We left that evening and when we came home I told him I was going to bed because it was after 11 and I had to work the next morning. He was off that night but is used to night shift so didn't want to go to sleep yet. So he asks, "Your going bed already?" I said "yes, I have to work tomorrow, but you can join me." He said, "No, I'm afraid I'll fall asleep." So I told him I'd stay up a while longer with him so we could go to bed together. I stayed up till almost 2 in the morning, knowing I had to be up at 5:30. I still went to bed alone. I will never do that again. I refuse to fight with a computer for my husband's attention. I shouldn't have to snap my fingers for him to look at me. The computer doesn't have to. If he wants World of Warcraft to be his true love he can have it. I'll go find something to occupy all my time and never pay attention to him, see how he likes that or even if he notices.
But I'm not the vindictive sort. I don't play the "You do this, then I'll do that" game. I just don't like conflict and don't have a clue how to approach it. I knew going in to this marriage how addicted he was to his computer games, but I really thought I'd be fine with it. I'm very busy. I have a full time job and am working on a Master's degree. I like my alone time too. But I also like to acknowledge that I have a brand new husband running around and I want to spend time with him. But it's like he couldn't care less that I'm around. He doesn't even notice me unless I make it a point for him to. You would think after being on a computer for 10 hours straight that he'd at least like to spend 5 minutes with his wife who he hasn't seen all day. Nope, not in the least bit interested.

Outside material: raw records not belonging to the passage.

//! Native frames: the unit of data exchanged with a filter graph.
//!
//! Planes are shared through [`PlaneRef`] so a frame can be cloned, routed
//! to several sinks, and backed by memory the engine does not own.

use core::fmt;
use std::any::Any;
use std::sync::Arc;

use crate::format::{
    ChannelLayout, ColorPrimaries, ColorRange, ColorSpace, MediaType, PixelFormat, Ratio,
    SampleFormat, TransferCharacteristic,
};
use crate::hw::HwFrames;

/// Read-only plane memory.
///
/// Implementors decide what happens when the last reference is dropped,
/// which is how foreign buffers get released once the engine is done.
pub trait PlaneBuffer: Send + Sync + 'static {
    /// The plane bytes.
    fn bytes(&self) -> &[u8];

    /// Downcasting hook.
    fn as_any(&self) -> &dyn Any;
}

impl PlaneBuffer for Vec<u8> {
    fn bytes(&self) -> &[u8] {
        self
    }

    fn as_any(&self) -> &dyn Any {
        self
    }
}

/// Shared plane memory.
pub type PlaneRef = Arc<dyn PlaneBuffer>;

/// One plane of a frame.
#[derive(Clone)]
pub struct FramePlane {
    /// Plane memory.
    pub data: PlaneRef,
    /// Bytes per row (pictures) or total bytes (audio).
    pub linesize: usize,
}

impl fmt::Debug for FramePlane {
    fn fmt(&self, f: &mut fmt::Formatter<'_>) -> fmt::Result {
        f.debug_struct("FramePlane")
            .field("len", &self.data.bytes().len())
            .field("linesize", &self.linesize)
            .finish()
    }
}

/// Video frame properties.
#[derive(Debug, Clone, PartialEq, Eq)]
pub struct VideoProps {
    /// Pixel format.
    pub format: PixelFormat,
    /// Width in pixels.
    pub width: u32,
    /// Height in lines.
    pub height: u32,
    /// Sample aspect ratio (`0/1` when unknown).
    pub sar: Ratio,
    /// Interlaced content.
    pub interlaced: bool,
    /// Top field first, meaningful when interlaced.
    pub top_field_first: bool,
    /// Key frame.
    pub key_frame: bool,
    /// Sample range.
    pub color_range: ColorRange,
    /// Colour primaries.
    pub color_primaries: ColorPrimaries,
    /// Transfer characteristics.
    pub color_trc: TransferCharacteristic,
    /// Matrix coefficients.
    pub colorspace: ColorSpace,
}

impl VideoProps {
    /// Progressive key frame with unspecified colour metadata.
    pub fn new(format: PixelFormat, width: u32, height: u32) -> Self {
        Self {
            format,
            width,
            height,
            sar: Ratio::new(0, 1),
            interlaced: false,
            top_field_first: false,
            key_frame: true,
            color_range: ColorRange::Unspecified,
            color_primaries: ColorPrimaries::default(),
            color_trc: TransferCharacteristic::default(),
            colorspace: ColorSpace::default(),
        }
    }
}

/// Audio frame properties.
#[derive(Debug, Clone, Copy, PartialEq, Eq)]
pub struct AudioProps {
    /// Sample format.
    pub format: SampleFormat,
    /// Channel layout.
    pub layout: ChannelLayout,
    /// Sample rate in Hz.
    pub sample_rate: u32,
    /// Samples per channel.
    pub nb_samples: u32,
}

/// Media-specific frame properties.
#[derive(Debug, Clone, PartialEq, Eq)]
pub enum FrameProps {
    /// Video frame.
    Video(VideoProps),
    /// Audio frame.
    Audio(AudioProps),
}

/// A frame as seen by the engine.
#[derive(Clone)]
pub struct NativeFrame {
    /// Presentation timestamp in the time base of the pad carrying the frame.
    pub pts: Option<i64>,
    /// Duration in the same time base.
    pub duration: Option<i64>,
    /// Media properties.
    pub props: FrameProps,
    /// Plane memory, empty for hardware frames.
    pub planes: Vec<FramePlane>,
    /// Hardware frame pool the surface belongs to.
    pub hw_frames: Option<HwFrames>,
}

impl fmt::Debug for NativeFrame {
    fn fmt(&self, f: &mut fmt::Formatter<'_>) -> fmt::Result {
        f.debug_struct("NativeFrame")
            .field("pts", &self.pts)
            .field("duration", &self.duration)
            .field("props", &self.props)
            .field("planes", &self.planes.len())
            .field("hw", &self.hw_frames.is_some())
            .finish()
    }
}

impl NativeFrame {
    /// A frame with no planes yet.
    pub fn new(props: FrameProps) -> Self {
        Self {
            pts: None,
            duration: None,
            props,
            planes: Vec::new(),
            hw_frames: None,
        }
    }

    /// Allocates zeroed engine-owned planes for a software video format.
    ///
    /// Hardware formats get no planes.
    pub fn alloc_video(props: VideoProps) -> Self {
        let planes = (0..props.format.planes().len())
            .filter_map(|i| props.format.plane_size(i, props.width, props.height))
            .map(|(linesize, rows)| FramePlane {
                data: Arc::new(vec![0u8; linesize * rows]),
                linesize,
            })
            .collect();
        Self {
            planes,
            ..Self::new(FrameProps::Video(props))
        }
    }

    /// Allocates zeroed engine-owned planes for audio.
    pub fn alloc_audio(props: AudioProps) -> Self {
        let per_channel = props.format.bytes_per_sample() * props.nb_samples as usize;
        let (count, size) = if props.format.is_planar() {
            (usize::from(props.layout.channels), per_channel)
        } else {
            (1, per_channel * usize::from(props.layout.channels))
        };
        let planes = (0..count)
            .map(|_| FramePlane {
                data: Arc::new(vec![0u8; size]),
                linesize: size,
            })
            .collect();
        Self {
            planes,
            ..Self::new(FrameProps::Audio(props))
        }
    }

    /// Media type of the frame.
    pub fn media_type(&self) -> MediaType {
        match self.props {
            FrameProps::Video(_) => MediaType::Video,
            FrameProps::Audio(_) => MediaType::Audio,
        }
    }

    /// Video properties, if this is a video frame.
    pub fn video(&self) -> Option<&VideoProps> {
        match &self.props {
            FrameProps::Video(v) => Some(v),
            FrameProps::Audio(_) => None,
        }
    }

    /// Audio properties, if this is an audio frame.
    pub fn audio(&self) -> Option<&AudioProps> {
        match &self.props {
            FrameProps::Audio(a) => Some(a),
            FrameProps::Video(_) => None,
        }
    }

    /// A copy whose planes are fresh engine-owned memory.
    pub fn deep_copy(&self) -> Self {
        let planes = self
            .planes
            .iter()
            .map(|p| FramePlane {
                data: Arc::new(p.data.bytes().to_vec()),
                linesize: p.linesize,
            })
            .collect();
        Self {
            planes,
            ..self.clone()
        }
    }
}

#[cfg(test)]
mod tests {
    use super::*;

    #[test]
    fn alloc_video_sizes_every_plane() {
        let frame = NativeFrame::alloc_video(VideoProps::new(PixelFormat::Yuv420p, 8, 4));
        let sizes: Vec<_> = frame.planes.iter().map(|p| p.data.bytes().len()).collect();
        assert_eq!(sizes, [32, 8, 8]);
        assert_eq!(frame.planes[1].linesize, 4);
    }

    #[test]
    fn alloc_audio_packed_and_planar() {
        let packed = NativeFrame::alloc_audio(AudioProps {
            format: SampleFormat::S16,
            layout: ChannelLayout::STEREO,
            sample_rate: 48000,
            nb_samples: 10,
        });
        assert_eq!(packed.planes.len(), 1);
        assert_eq!(packed.planes[0].data.bytes().len(), 40);

        let planar = NativeFrame::alloc_audio(AudioProps {
            format: SampleFormat::FltP,
            layout: ChannelLayout::STEREO,
            sample_rate: 48000,
            nb_samples: 10,
        });
        assert_eq!(planar.planes.len(), 2);
        assert_eq!(planar.planes[1].data.bytes().len(), 40);
    }

    #[test]
    fn deep_copy_owns_new_memory() {
        let frame = NativeFrame::alloc_video(VideoProps::new(PixelFormat::Gray, 4, 4));
        let copy = frame.deep_copy();
        assert!(!Arc::ptr_eq(&frame.planes[0].data, &copy.planes[0].data));
        assert_eq!(frame.planes[0].data.bytes(), copy.planes[0].data.bytes());
    }
}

He prefers quests and dragon slaying over sex with his new wife. How do I compete with a computer game!!! What do I do!!!
AnswerHi Jade~
His addiction to gaming is truly an addiction just like gambling is to a gambler and drinking is to an alcoholic. They can't seem to help themselves and thus they are very addicted and engrossed in their obsession. An obsession with something that is addictive can kill a relationship due to neglect, no affection, no acknowledging their spouse, etc. You need to address this with him and the sooner the better. You need to try and sit down with him and have a serious heart to heart talk with him. He needs to know how this is affecting you. And what you're willing and unwilling to put up with in this marriage. It's stuff like this that destroys marriages. If you can get him to listen to you and to hear you out, then you might have a shot at getting him to pay more attention to you, so that you might do things together as a couple. He has to know that there is a time and a place to play games. You could suggest to him (and try) to set up certain times where he turns off the computer and starts spending quality time with you, just the two of you together, even if it's a half an hour or so per day. I don't think that's asking too much of him to love, care and support you and to let you know that he loves and values you as a person and most of all his wife. You need to come out with this and tell him how this really is getting to you. That it's almost become unbearable for you b/c you feel ignored and let down by him, in his choosing his games and computer over you. He truly must not know what he's really missing in you. You can't compete (nor should you feel like you have to) with a computer game b/c he's so absorbed in it. Talk to him and see if you can get through to him. He's going to end up ruining this relationship and marriage if he doesn't begin to realize what his gaming obsession is doing to you. He's putting your marriage in jeopardy and he may not even realize it. I hope this helps you some.